## About this exercise
Return the number of lines below that contain "ApplicabilityRule"; nothing else belongs in the reply.

[Stored data entries]
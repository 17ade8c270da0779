//! # Applicability Resolution
//!
//! Decides whether a reference unit binds the described operator, and says
//! why. The reason string is part of the result contract: every verdict is
//! explained.
//!
//! ## Jurisdictions
//!
//! Checked in order, first decisive step wins:
//!
//! 1. **No comprehensive law.** A jurisdiction whose legislation status is
//!    `none` applies only when the declared activity equals its
//!    `narrow_scope_activity`. This step short-circuits both ways.
//! 2. **Activity not addressed.** With a declared activity, a jurisdiction
//!    none of whose requirements list that activity does not apply.
//! 3. **Applicability rules**, in declaration order. A rule outside the
//!    operator's activity or nationality scope is skipped; the first
//!    remaining rule with `applies: false` rejects, and its condition is the
//!    reason.
//! 4. Otherwise the jurisdiction applies.
//!
//! An unknown activity skips step 2 and matches every rule's activity
//! scope. An unknown nationality matches every nationality scope.
//!
//! ## Guidelines
//!
//! Every declared condition must hold. A condition over an unknown profile
//! field holds.

use serde::{Deserialize, Serialize};
use spacereg_core::{ActivityType, JurisdictionCode, LegislationStatus, OrbitRegime};
use spacereg_pack::{ApplicabilityConditions, ApplicabilityRule, GuidelineDefinition, JurisdictionLaw};

use crate::answers::{AssessmentAnswers, MissionProfile};

/// Applicability verdict with its explanation.
#[derive(Debug, Clone, PartialEq, Eq, Serialize, Deserialize)]
#[serde(rename_all = "camelCase")]
pub struct Applicability {
    /// Whether the unit binds the operator.
    pub is_applicable: bool,
    /// Why.
    pub reason: String,
}

impl Applicability {
    fn applies(reason: impl Into<String>) -> Self {
        Self {
            is_applicable: true,
            reason: reason.into(),
        }
    }

    fn rejects(reason: impl Into<String>) -> Self {
        Self {
            is_applicable: false,
            reason: reason.into(),
        }
    }
}

// ---------------------------------------------------------------------------
// Jurisdictions
// ---------------------------------------------------------------------------

/// Resolve whether `law` applies to the operator described by `answers`.
pub fn resolve_jurisdiction(law: &JurisdictionLaw, answers: &AssessmentAnswers) -> Applicability {
    let verdict = resolve_inner(law, answers);
    tracing::debug!(
        jurisdiction = %law.code,
        applicable = verdict.is_applicable,
        reason = %verdict.reason,
        "applicability resolved"
    );
    verdict
}

fn resolve_inner(law: &JurisdictionLaw, answers: &AssessmentAnswers) -> Applicability {
    if law.legislation.status == LegislationStatus::None {
        return resolve_without_comprehensive_law(law, answers.activity_type);
    }

    if let Some(activity) = answers.activity_type {
        if !law.addresses_activity(activity) {
            return Applicability::rejects(format!(
                "{} is not specifically addressed by the {}.",
                capitalize(activity.label()),
                law.legislation.name
            ));
        }
    }

    let rejection = law
        .applicability_rules
        .iter()
        .filter(|rule| rule_in_scope(rule, &law.code, answers))
        .find(|rule| !rule.applies);
    if let Some(rule) = rejection {
        return Applicability::rejects(rule.condition.trim());
    }

    Applicability::applies(format!(
        "Subject to the {}, administered by {}.",
        law.legislation.name, law.authority.name
    ))
}

fn resolve_without_comprehensive_law(
    law: &JurisdictionLaw,
    activity: Option<ActivityType>,
) -> Applicability {
    match (law.narrow_scope_activity, activity) {
        (Some(narrow), Some(declared)) if narrow == declared => Applicability::applies(format!(
            "{} has no comprehensive space law, but the {} regulates {} activities.",
            law.name,
            law.legislation.name,
            narrow.label()
        )),
        (Some(narrow), _) => Applicability::rejects(format!(
            "{} has no comprehensive space law; only {} is regulated, under the {}.",
            law.name,
            narrow.label(),
            law.legislation.name
        )),
        (None, _) => Applicability::rejects(format!(
            "{} has no comprehensive space law.",
            law.name
        )),
    }
}

/// Whether `rule` is in scope for the declared activity and nationality.
fn rule_in_scope(
    rule: &ApplicabilityRule,
    jurisdiction: &JurisdictionCode,
    answers: &AssessmentAnswers,
) -> bool {
    let activity_matches = match answers.activity_type {
        Some(activity) => rule.activity_types.is_empty() || rule.activity_types.contains(&activity),
        None => true,
    };
    let nationality_matches = match &answers.entity_nationality {
        Some(nationality) => {
            rule.nationality.is_empty()
                || rule
                    .nationality
                    .iter()
                    .any(|scope| scope.matches(jurisdiction, nationality))
        }
        None => true,
    };
    activity_matches && nationality_matches
}

// ---------------------------------------------------------------------------
// Guidelines
// ---------------------------------------------------------------------------

/// Resolve whether `guideline` applies to the mission described by `profile`.
pub fn resolve_guideline(guideline: &GuidelineDefinition, profile: &MissionProfile) -> Applicability {
    match failed_condition(&guideline.applies_when, profile) {
        Some(reason) => Applicability::rejects(reason),
        None => Applicability::applies("Applies to the declared mission profile."),
    }
}

/// The first declared condition the profile fails, as a reason string.
fn failed_condition(c: &ApplicabilityConditions, p: &MissionProfile) -> Option<String> {
    if let Some(orbit) = p.orbit_regime {
        if !c.orbit_regimes.is_empty() && !c.orbit_regimes.contains(&orbit) {
            return Some(format!(
                "Applies only to {} missions.",
                orbit_list(&c.orbit_regimes)
            ));
        }
    }
    if let (Some(min), Some(alt)) = (c.min_altitude_km, p.altitude_km) {
        if alt < min {
            return Some(format!("Applies only at or above {min} km altitude."));
        }
    }
    if let (Some(max), Some(alt)) = (c.max_altitude_km, p.altitude_km) {
        if alt > max {
            return Some(format!("Applies only at or below {max} km altitude."));
        }
    }
    if let (Some(min), Some(inc)) = (c.min_inclination_deg, p.inclination_deg) {
        if inc < min {
            return Some(format!("Applies only at inclinations of {min} degrees or more."));
        }
    }
    if let (Some(max), Some(inc)) = (c.max_inclination_deg, p.inclination_deg) {
        if inc > max {
            return Some(format!("Applies only at inclinations of {max} degrees or less."));
        }
    }
    if let (Some(min), Some(mass)) = (c.min_mass_kg, p.mass_kg) {
        if mass < min {
            return Some(format!("Applies only to spacecraft of {min} kg or more."));
        }
    }
    if let (Some(required), Some(actual)) = (c.maneuverable, p.maneuverable) {
        if required != actual {
            let kind = if required { "manoeuvrable" } else { "non-manoeuvrable" };
            return Some(format!("Applies only to {kind} spacecraft."));
        }
    }
    if let (Some(min), Some(years)) = (c.min_lifetime_years, p.lifetime_years) {
        if years < min {
            return Some(format!("Applies only to missions lasting {min} years or more."));
        }
    }
    if c.constellation_only && p.is_constellation() == Some(false) {
        return Some("Applies only to constellations.".to_string());
    }
    if let Some(activity) = p.activity_type {
        if !c.activity_types.is_empty() && !c.activity_types.contains(&activity) {
            return Some(format!(
                "Does not cover {} activities.",
                activity.label()
            ));
        }
    }
    None
}

fn orbit_list(orbits: &[OrbitRegime]) -> String {
    orbits
        .iter()
        .map(|o| o.label())
        .collect::<Vec<_>>()
        .join("/")
}

fn capitalize(s: &str) -> String {
    let mut chars = s.chars();
    match chars.next() {
        Some(first) => first.to_uppercase().chain(chars).collect(),
        None => String::new(),
    }
}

## Answer to this exercise
2